NOTE TO TOOL OWNERS: In this blog I will occasionally make statements about products that you will take exception to. My intent is to always be factual and accurate. If I have made a statement that you consider to be incorrect or innaccurate, please bring it to my attention and, once I have verified my error, I will post the appropriate correction.

And before you get too exercised, please read the post, date 9 Feb 2006, titled "All Tools Suck".

Friday, July 20, 2007

InDesign CS3 and XML Authoring: Could be Good

In my new job at Really Strategies I have started digging pretty deeply into how to get XML into and out of Adobe InDesign CS3. This has turned out to be pretty interesting.

In InDesign CS2 the XML support was somewhat weak. While you could import an XML document into InDesign and then associate styling with it, it was very simplistic in that you had no direct way to do context-based associations and no easy way to script it, either on import or inside the editor.

In CS3 that has largely changed. CS3 adds several new XML support features that appear to serve to make InDesign a quite powerful XML rendering tool that could be integrated loosely or tightly with any other XML authoring tool to create an interesting environment. (You could, in theory use InDesign to author the XML as well but it wasn't really designed for that and I don't think it's a good use of resources to try to make it an XML editor, not when the process I outline here is so easy to implement.)

Here's the general mechanism I'm working toward:

1. Using InDesign, you create a template document that will accept your XML. This requires setting up all the usual styling stuff (page masters, frames, named styles) as well as creating instances of the markup structures that will populate different text frames (InDesign's XML import works by matching imported elements to existing elements and replacing the existing ones with matching structures on import, more or less).

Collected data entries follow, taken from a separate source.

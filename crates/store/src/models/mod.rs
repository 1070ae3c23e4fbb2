//! Record models and their insert/patch DTOs.

pub mod character;
pub mod credit;
pub mod scene;
pub mod video;

pub use character::{Character, CharacterPatch, NewCharacter};
pub use credit::CreditBalance;
pub use scene::{NewScene, Scene, ScenePatch};
pub use video::{NewVideo, Video};
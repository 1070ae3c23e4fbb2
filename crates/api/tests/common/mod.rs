#![allow(dead_code)]

use std::sync::{Arc, Mutex};

use axum::body::Body;
use axum::extract::{Request, State};
use axum::http::StatusCode;
use axum::response::Response;
use axum::{Json, Router};
use http_body_util::BodyExt;
use tower::ServiceExt;

use sceneflow_api::auth::jwt::{generate_access_token, JwtConfig};
use sceneflow_api::config::ServerConfig;
use sceneflow_api::router::build_app_router;
use sceneflow_api::state::AppState;
use sceneflow_api::ws::{StreamRouter, WsManager};
use sceneflow_core::options::{AgeRange, CameraShot, Gender, Mood, VisualStyle};
use sceneflow_relay::{RelayClient, RelayEndpoints};
use sceneflow_store::models::{NewCharacter, NewScene, NewVideo};
use sceneflow_store::{MemoryStore, RecordStore};

/// HMAC secret shared between the tests' token mint and the router.
pub const TEST_JWT_SECRET: &str = "test-secret-that-is-long-enough-for-hmac";

/// Shared token the stub pipeline authenticates with.
pub const TEST_PIPELINE_TOKEN: &str = "test-pipeline-token";

// ---------------------------------------------------------------------------
// Stub pipeline
// ---------------------------------------------------------------------------

/// One request the stub pipeline received.
#[derive(Debug, Clone)]
pub struct StubHit {
    pub method: String,
    pub path: String,
    pub body: serde_json::Value,
}

/// Loopback stand-in for the rendering pipeline.
///
/// Records every request it receives and acknowledges with a fixed JSON
/// body, so tests can assert both what was relayed and that the gateway
/// passes the acknowledgment through verbatim.
#[derive(Clone, Default)]
pub struct StubPipeline {
    hits: Arc<Mutex<Vec<StubHit>>>,
}

impl StubPipeline {
    pub fn hits(&self) -> Vec<StubHit> {
        self.hits.lock().unwrap().clone()
    }

    pub fn hit_count(&self) -> usize {
        self.hits.lock().unwrap().len()
    }

    /// The acknowledgment body every stub response carries.
    pub fn ack() -> serde_json::Value {
        serde_json::json!({ "status": "queued", "source": "stub-pipeline" })
    }
}

async fn record_hit(State(stub): State<StubPipeline>, req: Request) -> Json<serde_json::Value> {
    let method = req.method().to_string();
    let path = req.uri().path().to_string();
    let bytes = req
        .into_body()
        .collect()
        .await
        .expect("stub body should collect")
        .to_bytes();
    let body = serde_json::from_slice(&bytes).unwrap_or(serde_json::Value::Null);

    stub.hits.lock().unwrap().push(StubHit { method, path, body });
    Json(StubPipeline::ack())
}

/// Bind the stub pipeline on an ephemeral port.
///
/// Returns the recorder and the base URL the relay should target.
pub async fn spawn_stub_pipeline() -> (StubPipeline, String) {
    let stub = StubPipeline::default();
    let app = Router::new().fallback(record_hit).with_state(stub.clone());

    let listener = tokio::net::TcpListener::bind("127.0.0.1:0")
        .await
        .expect("stub should bind");
    let addr = listener.local_addr().expect("stub should have an address");
    tokio::spawn(async move {
        axum::serve(listener, app).await.expect("stub server error");
    });

    (stub, format!("http://{addr}"))
}

/// An address nothing listens on, for upstream-unreachable tests.
pub async fn unreachable_base() -> String {
    let listener = tokio::net::TcpListener::bind("127.0.0.1:0")
        .await
        .expect("probe should bind");
    let addr = listener.local_addr().expect("probe should have an address");
    drop(listener);
    format!("http://{addr}")
}

// ---------------------------------------------------------------------------
// App fixture
// ---------------------------------------------------------------------------

/// Build a test `ServerConfig` pointing the relay at `relay_base`.
pub fn test_config(relay_base: &str) -> ServerConfig {
    ServerConfig {
        host: "127.0.0.1".to_string(),
        port: 0,
        cors_origins: vec!["http://localhost:5173".to_string()],
        request_timeout_secs: 30,
        shutdown_timeout_secs: 30,
        jwt: JwtConfig {
            secret: TEST_JWT_SECRET.to_string(),
            access_token_expiry_mins: 60,
        },
        pipeline_token: TEST_PIPELINE_TOKEN.to_string(),
        relay: RelayEndpoints {
            create_character_url: format!("{relay_base}/webhook/create-avatar"),
            create_scene_url: format!("{relay_base}/webhook/create-scene"),
            approve_scene_url: format!("{relay_base}/webhook/approve-scene"),
            reject_scene_url: format!("{relay_base}/webhook/reject-scene"),
        },
    }
}

/// A fully wired router plus the handles tests poke at directly.
pub struct TestApp {
    pub app: Router,
    pub store: Arc<MemoryStore>,
    pub pipeline: StubPipeline,
}

/// Build the full application router with all middleware layers, backed
/// by a fresh in-memory store and a recording stub pipeline.
///
/// This mirrors the router construction in `main.rs` so integration
/// tests exercise the same middleware stack (CORS, request ID, timeout,
/// tracing, panic recovery) that production uses.
pub async fn spawn_test_app() -> TestApp {
    let (pipeline, relay_base) = spawn_stub_pipeline().await;
    let store = Arc::new(MemoryStore::new());
    let app = build_router(Arc::clone(&store), &relay_base);
    TestApp {
        app,
        store,
        pipeline,
    }
}

/// Build a router over an existing store with the relay aimed anywhere.
pub fn build_router(store: Arc<MemoryStore>, relay_base: &str) -> Router {
    let config = test_config(relay_base);
    let ws_manager = Arc::new(WsManager::new());
    let store: Arc<dyn RecordStore> = store;

    // Keep the change-stream fan-out running, as in production.
    let _router = StreamRouter::start(store.as_ref(), Arc::clone(&ws_manager));

    let state = AppState {
        store,
        config: Arc::new(config.clone()),
        ws_manager,
        relay: Arc::new(RelayClient::new(config.relay.clone())),
    };
    build_app_router(state, &config)
}

/// Serve a router on an ephemeral port for tests that need a real
/// transport (WebSocket upgrades). Returns the bound address.
pub async fn serve(app: Router) -> std::net::SocketAddr {
    let listener = tokio::net::TcpListener::bind("127.0.0.1:0")
        .await
        .expect("test server should bind");
    let addr = listener.local_addr().expect("test server should have an address");
    tokio::spawn(async move {
        axum::serve(listener, app).await.expect("test server error");
    });
    addr
}

/// Mint an access token for `email` with the test secret.
pub fn token_for(email: &str) -> String {
    let config = JwtConfig {
        secret: TEST_JWT_SECRET.to_string(),
        access_token_expiry_mins: 60,
    };
    generate_access_token("test-subject", email, &config).expect("token generation should succeed")
}

// ---------------------------------------------------------------------------
// Request helpers
// ---------------------------------------------------------------------------

pub async fn get(app: Router, path: &str) -> Response {
    let request = Request::builder()
        .method("GET")
        .uri(path)
        .body(Body::empty())
        .unwrap();
    app.oneshot(request).await.unwrap()
}

pub async fn get_auth(app: Router, path: &str, token: &str) -> Response {
    let request = Request::builder()
        .method("GET")
        .uri(path)
        .header("authorization", format!("Bearer {token}"))
        .body(Body::empty())
        .unwrap();
    app.oneshot(request).await.unwrap()
}

pub async fn post_json_auth(
    app: Router,
    path: &str,
    token: &str,
    body: serde_json::Value,
) -> Response {
    let request = Request::builder()
        .method("POST")
        .uri(path)
        .header("authorization", format!("Bearer {token}"))
        .header("content-type", "application/json")
        .body(Body::from(body.to_string()))
        .unwrap();
    app.oneshot(request).await.unwrap()
}

pub async fn post_auth(app: Router, path: &str, token: &str) -> Response {
    let request = Request::builder()
        .method("POST")
        .uri(path)
        .header("authorization", format!("Bearer {token}"))
        .body(Body::empty())
        .unwrap();
    app.oneshot(request).await.unwrap()
}

/// Issue a request to the pipeline ingest surface with the shared token.
pub async fn pipeline_request(
    app: Router,
    method: &str,
    path: &str,
    body: serde_json::Value,
) -> Response {
    let request = Request::builder()
        .method(method)
        .uri(path)
        .header("x-pipeline-token", TEST_PIPELINE_TOKEN)
        .header("content-type", "application/json")
        .body(Body::from(body.to_string()))
        .unwrap();
    app.oneshot(request).await.unwrap()
}

/// Collect a response body into JSON.
pub async fn body_json(response: Response) -> serde_json::Value {
    let bytes = response
        .into_body()
        .collect()
        .await
        .expect("body should collect")
        .to_bytes();
    serde_json::from_slice(&bytes).expect("body should be JSON")
}

/// Assert a response is an error with the given status and `code`.
pub async fn assert_error(response: Response, status: StatusCode, code: &str) -> serde_json::Value {
    assert_eq!(response.status(), status);
    let json = body_json(response).await;
    assert_eq!(json["code"], code, "unexpected error body: {json}");
    json
}

// ---------------------------------------------------------------------------
// Seed data
// ---------------------------------------------------------------------------

pub fn new_character(owner: &str, name: &str) -> NewCharacter {
    NewCharacter {
        user_email: owner.to_string(),
        avatar_name: name.to_string(),
        user_description: "A wandering cartographer with a weathered satchel".to_string(),
        visual_style: VisualStyle::Watercolor,
        gender: Gender::Female,
        age_range: AgeRange::YoungAdult,
        canonical_description: None,
        reference_image_url: None,
    }
}

pub fn new_scene(owner: &str, name: &str) -> NewScene {
    NewScene {
        user_email: owner.to_string(),
        avatar_name: "Mira".to_string(),
        scene_name: name.to_string(),
        action_description: "Unrolls a map on a rain-slick table".to_string(),
        location: "Harbour tavern at night".to_string(),
        mood_atmosphere: Mood::MysteriousEthereal,
        camera_shot: CameraShot::CloseUp,
        visual_style: VisualStyle::Watercolor,
        enhanced_prompt: None,
        first_frame_url: None,
    }
}

pub fn new_video(scene_id: Option<sceneflow_core::types::RecordId>) -> NewVideo {
    NewVideo { scene_id }
}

2. You create an XSLT that takes your XML source and "augments" it with Adobe-specific attributes that specify the per-element-instance mapping to InDesign paragraph and characters, as well as generated elements for any generated text that needs to be rendered as a separate paragraph (analogous to the gentext psuedo elements Arbortext Editor uses to manage generated text display).

This XSLT can be pretty simple--it's just an identity transform with a little bit of per-element-type logic to define the mapping (and it could be further parameterized through some sort of more direct mapping specification, although I'm not sure it's worth the effort). This script could also re-order things as needed, generate TOCs, etc. But the minimum required is pretty small. There're a few more things you need to handle, but they can be generalized easily enough.

The main gotcha here is that InDesign is sensitive to newlines in the XML data, because newlines trigger the application of paragraph styles. What I've found so far is that you have to manage the text content very carefully so that you only emit newlines at true paragraph boundaries. This also means that you only apply paragraph styles to the lowest-level elements that will become paragraphs in InDesign--you can't just blindly apply styles at higher levels in the XML hierarchy (InDesign is not XSL-FO).

3. You run this transform outside of InDesign. InDesign lets you apply a transform as part of the import process, but we don't want to do that for reasons that will become clear in a moment (unless I've missed a feature of InDesign, which is quite possible--I'm still coming up to speed on its intricacies).

I use OxygenXML for most XML editing and it provides a very convenient mechanism for applying a transform to a document and saving the result wherever you want. But any good XML editor should provide a way to do this so that you have some sort of "run the transform" button or menu item. The key is that the result (the XML with the InDesign augmentations) is always put to some consistent place.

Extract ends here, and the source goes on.